WORK ORDER:
Everything below from the line with "pub use dates::parse_timestamp;" to the last line, both included, is to be written out exactly, with nothing added.

INPUT MATERIAL:
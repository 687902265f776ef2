//! Small helpers shared by the feed pipeline.
//!
//! - **URL validation**: which feed URLs the HTTP transport may request
//! - **Dates**: lenient parsing of publisher timestamps

mod dates;
mod url_validator;

pub use dates::parse_timestamp;
pub use url_validator::{UrlPolicy, UrlValidationError};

ANSWER TO THE EXERCISE:
pub use dates::parse_timestamp;
pub use url_validator::{UrlPolicy, UrlValidationError};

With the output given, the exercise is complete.